Desta sorte, a lei é como que um
espelho no qual contemplamos nossa incapacidade, então resultante desta a
iniqüidade, por fim a maldição proveniente de ambas, exatamente como o espelho
nos mostra as manchas de nosso rosto. Pois aquele a quem falta a capacidade
para seguir a justiça, este está inexoravelmente chafurdado em um lamaçal de
pecados. Ao pecado se segue imediatamente a maldição. Portanto, quanto mais a
lei nos convence de que somos homens que têm cometido transgressão, tanto mais
nos mostra que somos dignos de pena e castigo. A isto é pertinente o dito do
Apóstolo, de que o conhecimento do pecado é mediante a lei [Rm 3.20]. Pois ele
aí está apenas a assinalar-lhe a primeira função, que é experimentada nos
pecadores ainda não regenerados. A esta passagem são anexas estas: “Sobreveio a
lei para que o pecado abundasse” [Rm 5.20]; e por isso “é a dispensação da
morte” [2Co 3.7], que “produz a ira” [Rm 4.15] e mata. Ora, quanto mais
claramente é a consciência espicaçada pelo conhecimento do pecado, com muito
mais firmeza cresce a iniqüidade, pois juntamente com a transgressão da lei
acresce, então, a contumácia contra o Legislador. Resta-lhe, portanto, que
acenda a ira de Deus para a ruína do pecador, porquanto de si a lei nada pode
senão acusar, condenar e perder. E, como escreve Agostinho: “Se o Espírito da
Graça está ausente, a lei não serve para outra coisa senão para acusar-nos e
condenar-nos à morte.”
Quando, porém, se diz isso, não se
afeta a lei de ignomínia, na verdade nem mesmo derroga-se-lhe algo da
excelência. Com efeito, se toda nossa vontade fosse conformada e ajustada à
obediência, evidentemente seu conhecimento seria suficiente para a salvação.

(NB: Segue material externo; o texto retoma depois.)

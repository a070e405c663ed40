//! HTTP route handlers of the storefront server.
//!
//! # Route Structure
//!
//! ```text
//! GET  /health              - Liveness check
//! POST /send-welcome-email  - Send the welcome email to a new customer
//! ```

pub mod email;

use axum::{
    Router,
    routing::{get, post},
};

use crate::state::AppState;

/// Build the application router (without state).
pub fn routes() -> Router<AppState> {
    Router::new()
        .route("/health", get(health))
        .route("/send-welcome-email", post(email::send_welcome_email))
}

/// Liveness health check endpoint.
///
/// Returns "ok" if the server is running. Does not check dependencies.
async fn health() -> &'static str {
    "ok"
}
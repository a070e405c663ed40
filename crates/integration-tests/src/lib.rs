//! End-to-end tests for the MangaVerse storefront.
//!
//! Each test gets a [`TestContext`]: a mock of the external API, a storage
//! directory that is removed afterwards, and a shell that records every
//! notification and navigation.
//!
//! # Running Tests
//!
//! ```bash
//! cargo test -p mangaverse-integration-tests
//! ```

use std::sync::Arc;
use std::time::Duration;

use base64::Engine;
use base64::engine::general_purpose::URL_SAFE_NO_PAD;
use mangaverse_core::{Price, ProductId};
use mangaverse_storefront::api::ApiClient;
use mangaverse_storefront::checkout::{CheckoutFlow, ShippingForm};
use mangaverse_storefront::config::ApiConfig;
use mangaverse_storefront::services::{
    AccountService, CatalogService, WelcomeEmailTrigger,
};
use mangaverse_storefront::shell::RecordingShell;
use mangaverse_storefront::storage::FileStorage;
use mangaverse_storefront::stores::{AuthStore, CartProduct, CartStore};
use tempfile::TempDir;
use url::Url;
use wiremock::MockServer;

/// Mock API, on-disk storage and a recording shell.
pub struct TestContext {
    pub server: MockServer,
    pub shell: Arc<RecordingShell>,
    pub storage: Arc<FileStorage>,
    pub api: ApiClient,
    _dir: TempDir,
}

impl TestContext {
    /// # Panics
    ///
    /// Panics if the temporary directory or the client cannot be created.
    pub async fn new() -> Self {
        let server = MockServer::start().await;
        let dir = TempDir::new().expect("temp dir");
        let storage = Arc::new(FileStorage::open(dir.path()).expect("file storage"));
        let api = ApiClient::new(&ApiConfig {
            base_url: Url::parse(&format!("{}/api", server.uri())).expect("mock url"),
            timeout: Duration::from_secs(5),
        })
        .expect("api client");

        Self {
            server,
            shell: Arc::new(RecordingShell::new()),
            storage,
            api,
            _dir: dir,
        }
    }

    /// A fresh cart store over this context's storage, as after a reload.
    pub fn cart(&self) -> CartStore {
        CartStore::load(self.storage.clone())
    }

    pub fn auth(&self) -> AuthStore {
        AuthStore::load(self.storage.clone(), self.shell.clone())
    }

    pub fn catalog(&self) -> CatalogService {
        CatalogService::new(self.api.clone(), self.shell.clone())
    }

    /// Account service whose welcome email goes to the mock server.
    ///
    /// # Panics
    ///
    /// Panics if the mock server URI is not a valid URL.
    pub fn account(&self) -> AccountService {
        let site = Url::parse(&self.server.uri()).expect("mock url");
        let welcome = WelcomeEmailTrigger::new(&site, Duration::from_secs(5)).expect("trigger");
        AccountService::new(self.api.clone(), self.shell.clone(), welcome)
    }

    pub fn checkout(&self) -> CheckoutFlow {
        CheckoutFlow::new(self.api.clone(), self.shell.clone())
    }
}

/// A product as the catalog endpoint returns it.
#[must_use]
pub fn product_json(id: &str, title: &str, price: f64, stock: u32) -> serde_json::Value {
    serde_json::json!({
        "_id": id,
        "title": title,
        "author": "Naoki Urasawa",
        "price": price,
        "coverImage": format!("/covers/{id}.jpg"),
        "stock": stock
    })
}

/// A cart line ready to add.
///
/// # Panics
///
/// Panics if `cents` is not a valid price.
#[must_use]
pub fn cart_product(id: &str, title: &str, cents: i64) -> CartProduct {
    CartProduct {
        product_id: ProductId::new(id),
        title: title.to_owned(),
        author: "Naoki Urasawa".to_owned(),
        price: Price::from_cents(cents).expect("price"),
        cover_image: String::new(),
    }
}

/// A complete shipping form.
#[must_use]
pub fn shipping_form() -> ShippingForm {
    ShippingForm {
        full_name: "Kenzo Tenma".into(),
        address_line1: "Eisler Memorial Hospital".into(),
        city: "Düsseldorf".into(),
        country: "Germany".into(),
        phone: "+49 211 000000".into(),
        ..ShippingForm::default()
    }
}

/// An unsigned JWT whose payload carries `id`.
#[must_use]
pub fn token_for(user_id: &str) -> String {
    let claims = serde_json::json!({ "id": user_id });
    format!(
        "{}.{}.sig",
        URL_SAFE_NO_PAD.encode(br#"{"alg":"HS256","typ":"JWT"}"#),
        URL_SAFE_NO_PAD.encode(claims.to_string())
    )
}
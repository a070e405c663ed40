//! MangaVerse Core - Shared domain types.
//!
//! This crate provides the types used across all MangaVerse components:
//! - `storefront` - Cart/session stores, checkout flow and API client
//! - `cli` - Command-line storefront
//!
//! # Architecture
//!
//! The core crate contains only types and validation - no I/O, no storage,
//! no HTTP clients. This keeps it lightweight and allows it to be used anywhere.
//!
//! # Modules
//!
//! - [`types`] - Newtype wrappers for ids, prices, emails, payment fields and statuses

#![cfg_attr(not(test), forbid(unsafe_code))]

pub mod types;

pub use types::*;
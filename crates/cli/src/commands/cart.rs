//! Cart commands.

use mangaverse_core::ProductId;
use mangaverse_storefront::stores::CartStore;
use tracing::info;

use super::{CommandError, Context};

pub fn show(ctx: &Context) {
    let cart = ctx.cart();
    if cart.is_empty() {
        info!("Your cart is empty.");
        return;
    }

    for line in cart.items() {
        info!(
            "{}  {} x{}  ${}",
            line.product_id,
            line.title,
            line.quantity,
            line.line_total().to_fixed()
        );
    }
    info!(
        "{} item(s), total ${}",
        cart.total_items(),
        cart.total_price().to_fixed()
    );
}

/// Add one copy of a product, fetched from the catalog.
///
/// # Errors
///
/// Returns an error if the product cannot be fetched.
pub async fn add(ctx: &Context, id: &ProductId) -> Result<(), CommandError> {
    let catalog = ctx.catalog();
    let product = catalog.product(id).await?;
    if !product.in_stock() {
        return Err(CommandError::Aborted("That product is out of stock."));
    }
    catalog.add_to_cart(&mut ctx.cart(), &product);
    Ok(())
}

pub fn remove(ctx: &Context, id: &ProductId) {
    ctx.catalog().remove_from_cart(&mut ctx.cart(), id);
}

pub fn increase(ctx: &Context, id: &ProductId) {
    let mut cart = ctx.cart();
    cart.increase_quantity(id);
    log_line(&cart, id);
}

pub fn decrease(ctx: &Context, id: &ProductId) {
    let mut cart = ctx.cart();
    cart.decrease_quantity(id);
    log_line(&cart, id);
}

pub fn clear(ctx: &Context) {
    ctx.catalog().clear_cart(&mut ctx.cart());
}

fn log_line(cart: &CartStore, id: &ProductId) {
    match cart.line(id) {
        Some(line) => info!("{} x{}", line.title, line.quantity),
        None => info!("{id} is not in your cart."),
    }
}
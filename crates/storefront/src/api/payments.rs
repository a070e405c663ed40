//! M-Pesa push payments.

use tracing::{info, instrument};

use super::types::{StkPushRequest, StkPushResponse};
use super::{ApiClient, ApiError};

impl ApiClient {
    /// Ask the provider to prompt the customer's phone for payment.
    ///
    /// Acceptance only means the prompt was delivered; see
    /// [`StkPushResponse::accepted`].
    ///
    /// # Errors
    ///
    /// Returns an error if the request fails or the server rejects it.
    #[instrument(skip(self, token, request), fields(order_id = %request.order_id))]
    pub async fn stk_push(
        &self,
        token: &str,
        request: &StkPushRequest,
    ) -> Result<StkPushResponse, ApiError> {
        let response: StkPushResponse = self
            .send(
                self.post(&["mpesa", "stk-push"])?
                    .bearer_auth(token)
                    .json(request),
            )
            .await?;
        info!(accepted = response.accepted(), "STK push answered");
        Ok(response)
    }
}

Quando, porém, nossa natureza carnal e corrupta contende hostilmente com a lei
espiritual de Deus, nem se deixa corrigir por sua disciplina, segue-se que a
lei, que fora dada para a salvação, se encontrasse ouvintes idôneos, se
converteria em ocasião de pecado e de morte. Portanto, uma vez que somos todos
comprovadamente transgressores, quanto mais claramente revela ela a justiça de
Deus, tanto mais desvenda, em contrário, nossa iniqüidade; quanto mais
explicitamente confirma o galardão da vida e da salvação como dependente da
justiça, tanto mais confirma a perdição dos iníquos. Portanto, estas
ponderações longe estão de ser injuriosas à lei; ao contrário, são valiosas para
uma recomendação mais excelente da beneficência divina. Ora, daí se evidencia
cabalmente que por nossa corrupção e perversidade somos impedidos de fruir da
bem-aventurança de vida revelada mediante a lei. Donde se torna mais dulçorosa
a graça de Deus que nos socorre sem o subsídio da lei e mais aprazível sua
misericórdia que no-la confere, mediante a qual aprendemos que ele jamais se
cansa de continuamente conceder-nos benefícios e cumular-nos de novas dádivas.